Transcribe only the last portion of the material: exactly the lines from the one with "fn header(&self) -> &InstanceHeader;" through the end, inclusive.

[[ Input records, beginning ]]

use crate::core::instance_header::InstanceHeader;

pub trait Instance {
    fn weight(&self) -> f64;
    fn value_at_index(&self, index: usize) -> Option<f64>;
    /// Out-of-range indices count as missing.
    fn is_missing_at_index(&self, index: usize) -> bool;
    fn number_of_attributes(&self) -> usize;
    fn class_index(&self) -> usize;
    /// `None` when the label has not been revealed yet.
    fn class_value(&self) -> Option<f64>;
    fn number_of_classes(&self) -> usize;
    fn header(&self) -> &InstanceHeader;
    fn to_vec(&self) -> Vec<f64>;
}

[[ Input records, end ]]

- Solution below:
    fn header(&self) -> &InstanceHeader;
    fn to_vec(&self) -> Vec<f64>;
}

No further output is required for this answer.